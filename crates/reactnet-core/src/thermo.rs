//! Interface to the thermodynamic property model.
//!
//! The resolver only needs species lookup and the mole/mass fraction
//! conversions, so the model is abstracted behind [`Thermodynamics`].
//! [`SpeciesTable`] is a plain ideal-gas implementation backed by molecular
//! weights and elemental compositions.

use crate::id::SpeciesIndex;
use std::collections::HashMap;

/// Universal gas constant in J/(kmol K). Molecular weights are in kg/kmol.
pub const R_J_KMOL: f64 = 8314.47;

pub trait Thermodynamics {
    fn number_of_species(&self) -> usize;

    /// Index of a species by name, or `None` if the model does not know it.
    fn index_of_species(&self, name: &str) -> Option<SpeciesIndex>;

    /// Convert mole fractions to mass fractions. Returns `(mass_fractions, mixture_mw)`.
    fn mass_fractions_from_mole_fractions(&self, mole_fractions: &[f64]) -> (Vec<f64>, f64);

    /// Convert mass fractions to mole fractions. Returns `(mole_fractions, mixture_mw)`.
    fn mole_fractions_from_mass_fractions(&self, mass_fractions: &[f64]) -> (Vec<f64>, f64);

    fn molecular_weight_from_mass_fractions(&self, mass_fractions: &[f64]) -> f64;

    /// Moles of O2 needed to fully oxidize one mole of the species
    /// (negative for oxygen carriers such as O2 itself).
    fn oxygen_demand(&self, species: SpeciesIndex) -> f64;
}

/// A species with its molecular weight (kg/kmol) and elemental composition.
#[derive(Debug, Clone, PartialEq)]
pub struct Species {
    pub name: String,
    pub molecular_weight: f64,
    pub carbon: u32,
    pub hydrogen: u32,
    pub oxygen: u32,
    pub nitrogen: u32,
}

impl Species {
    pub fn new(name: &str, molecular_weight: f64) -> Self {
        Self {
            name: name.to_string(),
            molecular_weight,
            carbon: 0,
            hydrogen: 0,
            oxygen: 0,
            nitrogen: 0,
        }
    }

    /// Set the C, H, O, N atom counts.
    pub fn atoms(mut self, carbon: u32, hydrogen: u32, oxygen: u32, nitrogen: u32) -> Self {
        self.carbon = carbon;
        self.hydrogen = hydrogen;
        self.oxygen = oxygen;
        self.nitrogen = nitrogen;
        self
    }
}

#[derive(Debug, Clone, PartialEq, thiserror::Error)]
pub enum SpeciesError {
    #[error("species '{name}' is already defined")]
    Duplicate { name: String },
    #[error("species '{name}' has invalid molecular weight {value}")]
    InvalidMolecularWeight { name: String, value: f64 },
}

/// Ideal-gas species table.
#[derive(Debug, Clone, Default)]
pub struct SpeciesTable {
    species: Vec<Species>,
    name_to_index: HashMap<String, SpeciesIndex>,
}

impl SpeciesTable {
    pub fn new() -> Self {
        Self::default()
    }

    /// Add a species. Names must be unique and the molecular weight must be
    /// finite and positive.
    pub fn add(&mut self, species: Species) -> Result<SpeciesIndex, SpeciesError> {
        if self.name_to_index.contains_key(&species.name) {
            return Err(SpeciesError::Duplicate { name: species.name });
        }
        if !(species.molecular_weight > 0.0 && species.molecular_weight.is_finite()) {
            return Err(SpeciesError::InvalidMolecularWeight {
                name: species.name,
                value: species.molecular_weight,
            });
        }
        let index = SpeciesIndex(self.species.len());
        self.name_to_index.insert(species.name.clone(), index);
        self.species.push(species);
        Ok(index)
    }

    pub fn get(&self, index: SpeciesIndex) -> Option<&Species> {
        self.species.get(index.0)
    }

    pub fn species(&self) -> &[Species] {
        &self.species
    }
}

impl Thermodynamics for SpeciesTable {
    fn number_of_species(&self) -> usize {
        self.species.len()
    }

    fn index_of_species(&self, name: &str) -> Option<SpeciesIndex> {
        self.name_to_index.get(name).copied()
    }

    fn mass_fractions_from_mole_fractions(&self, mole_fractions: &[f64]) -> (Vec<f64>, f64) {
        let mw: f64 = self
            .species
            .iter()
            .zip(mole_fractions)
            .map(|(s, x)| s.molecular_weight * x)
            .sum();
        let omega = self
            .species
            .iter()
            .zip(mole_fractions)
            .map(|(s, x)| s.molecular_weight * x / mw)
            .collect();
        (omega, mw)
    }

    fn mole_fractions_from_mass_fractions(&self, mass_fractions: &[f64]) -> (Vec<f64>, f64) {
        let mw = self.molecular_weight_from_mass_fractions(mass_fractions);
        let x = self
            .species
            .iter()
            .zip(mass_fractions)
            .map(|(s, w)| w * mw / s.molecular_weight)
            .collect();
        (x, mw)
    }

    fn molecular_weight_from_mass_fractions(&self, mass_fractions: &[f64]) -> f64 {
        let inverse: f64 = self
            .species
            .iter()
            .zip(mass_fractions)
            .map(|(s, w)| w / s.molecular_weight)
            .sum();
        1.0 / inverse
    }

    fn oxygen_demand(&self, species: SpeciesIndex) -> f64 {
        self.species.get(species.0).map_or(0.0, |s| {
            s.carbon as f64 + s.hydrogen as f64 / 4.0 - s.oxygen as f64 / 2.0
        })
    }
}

━━━━━━

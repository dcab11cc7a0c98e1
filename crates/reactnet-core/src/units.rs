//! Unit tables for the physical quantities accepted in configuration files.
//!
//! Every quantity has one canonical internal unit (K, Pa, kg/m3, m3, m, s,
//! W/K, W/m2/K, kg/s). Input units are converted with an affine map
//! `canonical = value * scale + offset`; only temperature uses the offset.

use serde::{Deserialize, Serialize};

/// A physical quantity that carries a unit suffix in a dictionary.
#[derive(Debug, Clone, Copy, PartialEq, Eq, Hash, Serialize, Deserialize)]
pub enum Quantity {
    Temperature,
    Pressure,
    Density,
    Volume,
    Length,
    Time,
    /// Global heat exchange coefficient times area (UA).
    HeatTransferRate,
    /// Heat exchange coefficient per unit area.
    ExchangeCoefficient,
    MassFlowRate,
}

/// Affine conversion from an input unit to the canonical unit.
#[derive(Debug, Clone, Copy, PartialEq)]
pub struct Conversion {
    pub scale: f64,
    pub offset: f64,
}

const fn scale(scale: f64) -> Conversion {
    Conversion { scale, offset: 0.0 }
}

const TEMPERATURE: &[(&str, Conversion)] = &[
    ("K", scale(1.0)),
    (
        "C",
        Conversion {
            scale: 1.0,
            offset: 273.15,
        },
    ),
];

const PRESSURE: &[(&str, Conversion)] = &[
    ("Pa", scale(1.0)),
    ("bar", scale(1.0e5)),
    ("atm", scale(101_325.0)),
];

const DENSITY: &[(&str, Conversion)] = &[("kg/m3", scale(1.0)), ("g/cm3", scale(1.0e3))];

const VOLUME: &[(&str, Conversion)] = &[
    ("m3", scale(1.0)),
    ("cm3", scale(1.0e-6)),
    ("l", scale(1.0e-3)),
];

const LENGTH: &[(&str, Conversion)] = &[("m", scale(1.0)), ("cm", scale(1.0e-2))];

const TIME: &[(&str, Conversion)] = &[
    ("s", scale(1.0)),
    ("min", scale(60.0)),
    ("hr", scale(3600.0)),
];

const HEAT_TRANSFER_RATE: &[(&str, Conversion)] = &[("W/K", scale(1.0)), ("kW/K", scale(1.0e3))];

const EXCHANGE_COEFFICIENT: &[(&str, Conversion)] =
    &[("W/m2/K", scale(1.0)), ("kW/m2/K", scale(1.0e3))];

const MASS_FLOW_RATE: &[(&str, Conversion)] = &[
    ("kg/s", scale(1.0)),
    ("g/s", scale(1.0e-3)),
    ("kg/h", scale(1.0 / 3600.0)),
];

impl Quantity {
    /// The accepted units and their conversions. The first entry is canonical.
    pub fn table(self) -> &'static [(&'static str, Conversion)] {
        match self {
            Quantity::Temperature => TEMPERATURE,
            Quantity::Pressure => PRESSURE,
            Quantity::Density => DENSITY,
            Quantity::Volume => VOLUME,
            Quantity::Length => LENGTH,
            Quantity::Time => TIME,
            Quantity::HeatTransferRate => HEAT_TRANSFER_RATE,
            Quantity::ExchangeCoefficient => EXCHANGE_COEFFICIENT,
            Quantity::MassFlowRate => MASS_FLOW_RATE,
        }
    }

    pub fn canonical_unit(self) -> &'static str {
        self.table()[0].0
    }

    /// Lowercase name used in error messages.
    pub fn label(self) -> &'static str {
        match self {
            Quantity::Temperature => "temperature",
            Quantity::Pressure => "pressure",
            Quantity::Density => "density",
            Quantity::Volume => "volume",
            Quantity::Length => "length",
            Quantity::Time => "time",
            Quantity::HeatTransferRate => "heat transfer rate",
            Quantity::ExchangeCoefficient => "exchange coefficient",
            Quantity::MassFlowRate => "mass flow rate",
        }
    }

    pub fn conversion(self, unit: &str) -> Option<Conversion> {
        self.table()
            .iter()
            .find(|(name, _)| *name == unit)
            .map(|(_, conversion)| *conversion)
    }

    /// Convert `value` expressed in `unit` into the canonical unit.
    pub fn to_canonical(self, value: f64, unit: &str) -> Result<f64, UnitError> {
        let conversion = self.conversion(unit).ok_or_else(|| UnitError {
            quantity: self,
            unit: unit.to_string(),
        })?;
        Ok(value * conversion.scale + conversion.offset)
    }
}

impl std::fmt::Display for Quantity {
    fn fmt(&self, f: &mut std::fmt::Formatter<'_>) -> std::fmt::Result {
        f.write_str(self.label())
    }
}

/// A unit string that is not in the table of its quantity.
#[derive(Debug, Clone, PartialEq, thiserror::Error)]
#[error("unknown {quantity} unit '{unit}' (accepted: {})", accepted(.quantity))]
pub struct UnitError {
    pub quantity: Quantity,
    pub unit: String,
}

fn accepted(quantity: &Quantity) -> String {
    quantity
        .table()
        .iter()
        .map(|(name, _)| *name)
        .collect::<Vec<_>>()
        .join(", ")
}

━━━━━━

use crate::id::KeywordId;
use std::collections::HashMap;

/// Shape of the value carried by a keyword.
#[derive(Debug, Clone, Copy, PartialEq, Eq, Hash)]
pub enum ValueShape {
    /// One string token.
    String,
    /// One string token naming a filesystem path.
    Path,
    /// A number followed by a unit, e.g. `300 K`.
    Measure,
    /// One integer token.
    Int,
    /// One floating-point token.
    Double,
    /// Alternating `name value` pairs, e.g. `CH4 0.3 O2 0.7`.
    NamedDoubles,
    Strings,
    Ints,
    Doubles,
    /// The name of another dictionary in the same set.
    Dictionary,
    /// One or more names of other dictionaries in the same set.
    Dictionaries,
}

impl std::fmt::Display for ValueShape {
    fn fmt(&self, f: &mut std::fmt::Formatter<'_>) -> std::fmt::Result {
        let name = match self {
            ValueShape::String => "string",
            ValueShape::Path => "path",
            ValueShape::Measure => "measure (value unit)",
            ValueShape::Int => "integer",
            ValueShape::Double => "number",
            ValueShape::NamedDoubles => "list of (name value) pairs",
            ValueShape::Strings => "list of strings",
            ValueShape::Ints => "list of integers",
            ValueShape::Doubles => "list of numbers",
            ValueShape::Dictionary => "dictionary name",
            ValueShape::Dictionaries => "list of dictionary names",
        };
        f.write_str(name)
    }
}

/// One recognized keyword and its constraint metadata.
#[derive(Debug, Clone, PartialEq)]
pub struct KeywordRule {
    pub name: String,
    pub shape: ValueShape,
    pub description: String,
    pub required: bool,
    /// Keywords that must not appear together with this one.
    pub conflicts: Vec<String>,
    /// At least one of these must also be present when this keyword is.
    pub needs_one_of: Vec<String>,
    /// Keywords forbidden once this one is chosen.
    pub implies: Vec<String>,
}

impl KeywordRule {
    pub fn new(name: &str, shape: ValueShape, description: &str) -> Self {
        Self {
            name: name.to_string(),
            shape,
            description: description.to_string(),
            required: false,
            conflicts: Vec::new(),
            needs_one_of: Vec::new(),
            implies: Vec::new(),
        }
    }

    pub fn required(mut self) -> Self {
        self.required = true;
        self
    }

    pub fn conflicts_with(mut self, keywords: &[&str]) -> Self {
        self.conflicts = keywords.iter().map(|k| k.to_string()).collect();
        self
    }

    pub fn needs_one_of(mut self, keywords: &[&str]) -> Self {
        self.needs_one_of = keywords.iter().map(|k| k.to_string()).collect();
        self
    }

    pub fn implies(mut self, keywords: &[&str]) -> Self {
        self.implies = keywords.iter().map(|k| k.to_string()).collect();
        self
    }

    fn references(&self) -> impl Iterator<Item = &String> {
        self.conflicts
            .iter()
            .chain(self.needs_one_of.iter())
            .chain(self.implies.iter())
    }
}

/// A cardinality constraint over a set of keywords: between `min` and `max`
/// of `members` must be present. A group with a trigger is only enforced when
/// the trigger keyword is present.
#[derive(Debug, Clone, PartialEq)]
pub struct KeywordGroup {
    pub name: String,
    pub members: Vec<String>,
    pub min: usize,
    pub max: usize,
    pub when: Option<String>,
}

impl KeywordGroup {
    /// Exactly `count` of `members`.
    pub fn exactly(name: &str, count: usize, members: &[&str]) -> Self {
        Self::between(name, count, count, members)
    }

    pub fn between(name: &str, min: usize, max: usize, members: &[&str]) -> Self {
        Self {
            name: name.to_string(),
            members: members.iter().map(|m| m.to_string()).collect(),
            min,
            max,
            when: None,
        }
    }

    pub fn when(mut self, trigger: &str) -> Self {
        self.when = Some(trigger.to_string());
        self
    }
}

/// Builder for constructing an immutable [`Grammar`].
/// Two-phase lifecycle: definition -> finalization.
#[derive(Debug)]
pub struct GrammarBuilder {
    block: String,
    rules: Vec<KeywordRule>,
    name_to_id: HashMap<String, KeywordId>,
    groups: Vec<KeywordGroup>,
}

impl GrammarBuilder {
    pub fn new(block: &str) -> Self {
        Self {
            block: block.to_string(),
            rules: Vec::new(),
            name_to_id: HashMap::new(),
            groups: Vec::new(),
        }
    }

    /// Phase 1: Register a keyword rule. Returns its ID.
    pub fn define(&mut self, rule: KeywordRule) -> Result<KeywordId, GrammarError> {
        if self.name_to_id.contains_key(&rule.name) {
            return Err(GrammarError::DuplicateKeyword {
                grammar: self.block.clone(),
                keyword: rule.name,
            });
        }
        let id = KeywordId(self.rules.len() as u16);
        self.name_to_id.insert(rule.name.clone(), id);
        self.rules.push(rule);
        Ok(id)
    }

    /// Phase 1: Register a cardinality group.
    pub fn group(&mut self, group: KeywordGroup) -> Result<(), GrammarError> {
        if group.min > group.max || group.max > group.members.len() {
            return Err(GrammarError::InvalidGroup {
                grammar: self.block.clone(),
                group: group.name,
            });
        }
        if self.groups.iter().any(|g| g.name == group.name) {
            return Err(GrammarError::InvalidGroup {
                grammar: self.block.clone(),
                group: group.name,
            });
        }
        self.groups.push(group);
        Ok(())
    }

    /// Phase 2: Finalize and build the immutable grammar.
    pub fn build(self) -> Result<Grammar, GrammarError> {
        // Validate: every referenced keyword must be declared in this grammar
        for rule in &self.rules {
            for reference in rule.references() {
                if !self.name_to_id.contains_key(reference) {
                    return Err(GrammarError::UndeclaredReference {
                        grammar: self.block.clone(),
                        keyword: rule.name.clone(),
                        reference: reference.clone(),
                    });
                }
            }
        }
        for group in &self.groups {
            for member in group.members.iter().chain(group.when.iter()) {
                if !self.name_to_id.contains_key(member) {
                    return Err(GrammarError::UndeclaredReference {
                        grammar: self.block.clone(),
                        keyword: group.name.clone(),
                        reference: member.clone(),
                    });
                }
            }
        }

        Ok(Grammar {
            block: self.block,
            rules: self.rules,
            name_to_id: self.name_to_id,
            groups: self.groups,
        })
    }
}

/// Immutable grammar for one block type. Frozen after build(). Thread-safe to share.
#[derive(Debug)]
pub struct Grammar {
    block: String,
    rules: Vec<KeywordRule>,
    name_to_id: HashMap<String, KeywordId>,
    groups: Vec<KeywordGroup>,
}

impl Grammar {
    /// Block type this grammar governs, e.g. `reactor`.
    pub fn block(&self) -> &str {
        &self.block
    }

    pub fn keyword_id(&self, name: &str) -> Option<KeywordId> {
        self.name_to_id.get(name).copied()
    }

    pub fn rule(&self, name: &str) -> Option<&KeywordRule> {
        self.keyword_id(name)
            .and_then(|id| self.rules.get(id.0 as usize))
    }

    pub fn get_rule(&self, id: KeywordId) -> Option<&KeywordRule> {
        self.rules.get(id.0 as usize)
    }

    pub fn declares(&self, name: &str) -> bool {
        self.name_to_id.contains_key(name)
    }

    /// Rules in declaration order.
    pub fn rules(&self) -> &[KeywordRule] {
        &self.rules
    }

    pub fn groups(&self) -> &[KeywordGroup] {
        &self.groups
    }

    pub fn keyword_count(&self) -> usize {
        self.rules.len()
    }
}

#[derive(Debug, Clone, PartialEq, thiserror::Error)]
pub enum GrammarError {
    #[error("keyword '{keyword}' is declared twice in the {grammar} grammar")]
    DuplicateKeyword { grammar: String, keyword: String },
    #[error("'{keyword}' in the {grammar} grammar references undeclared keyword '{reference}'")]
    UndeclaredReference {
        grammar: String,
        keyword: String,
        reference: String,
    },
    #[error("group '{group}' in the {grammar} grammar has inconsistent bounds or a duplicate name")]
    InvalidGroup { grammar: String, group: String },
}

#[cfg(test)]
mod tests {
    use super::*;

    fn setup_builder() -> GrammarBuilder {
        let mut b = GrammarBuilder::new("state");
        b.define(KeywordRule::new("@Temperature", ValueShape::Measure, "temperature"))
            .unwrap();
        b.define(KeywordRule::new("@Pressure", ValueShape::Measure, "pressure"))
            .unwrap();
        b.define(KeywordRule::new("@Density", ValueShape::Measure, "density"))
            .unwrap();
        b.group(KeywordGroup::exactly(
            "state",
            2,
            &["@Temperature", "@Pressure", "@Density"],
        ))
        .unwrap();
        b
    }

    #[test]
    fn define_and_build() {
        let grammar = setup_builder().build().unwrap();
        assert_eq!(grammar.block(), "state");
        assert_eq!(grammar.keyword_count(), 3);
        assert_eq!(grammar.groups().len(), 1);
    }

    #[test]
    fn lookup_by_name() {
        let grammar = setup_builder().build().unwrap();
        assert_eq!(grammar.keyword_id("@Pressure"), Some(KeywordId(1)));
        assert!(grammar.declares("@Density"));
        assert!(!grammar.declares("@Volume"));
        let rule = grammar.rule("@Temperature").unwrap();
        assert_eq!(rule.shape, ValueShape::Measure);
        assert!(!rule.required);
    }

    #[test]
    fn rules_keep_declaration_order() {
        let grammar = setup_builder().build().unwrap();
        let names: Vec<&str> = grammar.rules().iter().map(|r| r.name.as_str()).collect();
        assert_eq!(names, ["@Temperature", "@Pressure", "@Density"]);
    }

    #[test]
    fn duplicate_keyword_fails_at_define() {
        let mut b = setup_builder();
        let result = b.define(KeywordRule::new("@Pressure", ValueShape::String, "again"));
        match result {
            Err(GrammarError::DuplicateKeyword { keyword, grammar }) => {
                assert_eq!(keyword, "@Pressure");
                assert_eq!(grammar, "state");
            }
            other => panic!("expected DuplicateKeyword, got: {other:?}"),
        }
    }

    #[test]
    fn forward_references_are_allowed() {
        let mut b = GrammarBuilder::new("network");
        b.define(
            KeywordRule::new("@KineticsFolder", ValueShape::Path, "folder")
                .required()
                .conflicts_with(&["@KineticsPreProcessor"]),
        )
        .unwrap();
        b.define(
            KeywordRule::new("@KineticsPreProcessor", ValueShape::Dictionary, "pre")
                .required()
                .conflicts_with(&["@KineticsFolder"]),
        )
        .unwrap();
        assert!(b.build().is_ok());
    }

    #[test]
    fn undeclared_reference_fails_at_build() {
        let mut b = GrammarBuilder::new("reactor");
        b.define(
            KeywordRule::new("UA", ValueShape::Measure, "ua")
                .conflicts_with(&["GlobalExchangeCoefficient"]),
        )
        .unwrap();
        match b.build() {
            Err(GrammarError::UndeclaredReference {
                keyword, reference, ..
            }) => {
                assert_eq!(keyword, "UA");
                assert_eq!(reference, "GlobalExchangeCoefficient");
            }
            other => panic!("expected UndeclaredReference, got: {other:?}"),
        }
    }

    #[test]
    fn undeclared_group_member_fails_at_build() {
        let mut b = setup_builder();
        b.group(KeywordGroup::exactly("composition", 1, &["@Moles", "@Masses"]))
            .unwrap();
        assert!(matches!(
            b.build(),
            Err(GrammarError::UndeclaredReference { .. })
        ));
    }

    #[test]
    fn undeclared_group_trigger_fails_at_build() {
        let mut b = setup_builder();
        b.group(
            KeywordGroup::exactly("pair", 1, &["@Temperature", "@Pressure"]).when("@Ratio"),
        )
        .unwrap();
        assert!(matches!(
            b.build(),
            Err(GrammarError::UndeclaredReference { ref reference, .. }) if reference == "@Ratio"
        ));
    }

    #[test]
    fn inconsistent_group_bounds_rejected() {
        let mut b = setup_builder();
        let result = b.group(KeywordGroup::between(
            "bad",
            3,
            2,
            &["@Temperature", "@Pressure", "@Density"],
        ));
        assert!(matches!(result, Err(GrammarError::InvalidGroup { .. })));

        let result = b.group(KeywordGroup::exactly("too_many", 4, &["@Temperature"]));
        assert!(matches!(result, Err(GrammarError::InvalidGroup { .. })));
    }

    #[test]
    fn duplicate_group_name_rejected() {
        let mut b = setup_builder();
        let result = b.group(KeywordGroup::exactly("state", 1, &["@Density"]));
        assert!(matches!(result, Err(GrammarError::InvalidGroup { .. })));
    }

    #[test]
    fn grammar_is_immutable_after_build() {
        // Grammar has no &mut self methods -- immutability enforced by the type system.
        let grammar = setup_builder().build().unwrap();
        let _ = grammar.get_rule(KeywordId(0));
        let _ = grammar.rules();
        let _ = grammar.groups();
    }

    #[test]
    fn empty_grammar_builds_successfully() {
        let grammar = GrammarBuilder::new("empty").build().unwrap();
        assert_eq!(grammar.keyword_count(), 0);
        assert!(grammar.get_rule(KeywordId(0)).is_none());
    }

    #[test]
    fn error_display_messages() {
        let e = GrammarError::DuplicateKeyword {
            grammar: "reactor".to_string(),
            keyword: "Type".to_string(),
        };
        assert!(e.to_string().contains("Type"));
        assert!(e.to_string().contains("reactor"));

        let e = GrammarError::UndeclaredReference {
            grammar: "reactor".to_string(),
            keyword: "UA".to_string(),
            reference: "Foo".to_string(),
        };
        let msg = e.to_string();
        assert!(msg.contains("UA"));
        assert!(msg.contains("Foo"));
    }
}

━━━━━━

### WHAT TO WORK ON
Above are the entries. Output exactly the lines beginning with the line that has "filename crates/reactnet-core/src/thermo.rs" and ending with the line that has "self.carbon = carbon;".

### SOLUTION TO THIS PROBLEM
filename crates/reactnet-core/src/thermo.rs
//! Interface to the thermodynamic property model.
//!
//! The resolver only needs species lookup and the mole/mass fraction
//! conversions, so the model is abstracted behind [`Thermodynamics`].
//! [`SpeciesTable`] is a plain ideal-gas implementation backed by molecular
//! weights and elemental compositions.

use crate::id::SpeciesIndex;
use std::collections::HashMap;

/// Universal gas constant in J/(kmol K). Molecular weights are in kg/kmol.
pub const R_J_KMOL: f64 = 8314.47;

pub trait Thermodynamics {
    fn number_of_species(&self) -> usize;

    /// Index of a species by name, or `None` if the model does not know it.
    fn index_of_species(&self, name: &str) -> Option<SpeciesIndex>;

    /// Convert mole fractions to mass fractions. Returns `(mass_fractions, mixture_mw)`.
    fn mass_fractions_from_mole_fractions(&self, mole_fractions: &[f64]) -> (Vec<f64>, f64);

    /// Convert mass fractions to mole fractions. Returns `(mole_fractions, mixture_mw)`.
    fn mole_fractions_from_mass_fractions(&self, mass_fractions: &[f64]) -> (Vec<f64>, f64);

    fn molecular_weight_from_mass_fractions(&self, mass_fractions: &[f64]) -> f64;

    /// Moles of O2 needed to fully oxidize one mole of the species
    /// (negative for oxygen carriers such as O2 itself).
    fn oxygen_demand(&self, species: SpeciesIndex) -> f64;
}

/// A species with its molecular weight (kg/kmol) and elemental composition.
#[derive(Debug, Clone, PartialEq)]
pub struct Species {
    pub name: String,
    pub molecular_weight: f64,
    pub carbon: u32,
    pub hydrogen: u32,
    pub oxygen: u32,
    pub nitrogen: u32,
}

impl Species {
    pub fn new(name: &str, molecular_weight: f64) -> Self {
        Self {
            name: name.to_string(),
            molecular_weight,
            carbon: 0,
            hydrogen: 0,
            oxygen: 0,
            nitrogen: 0,
        }
    }

    /// Set the C, H, O, N atom counts.
    pub fn atoms(mut self, carbon: u32, hydrogen: u32, oxygen: u32, nitrogen: u32) -> Self {
        self.carbon = carbon;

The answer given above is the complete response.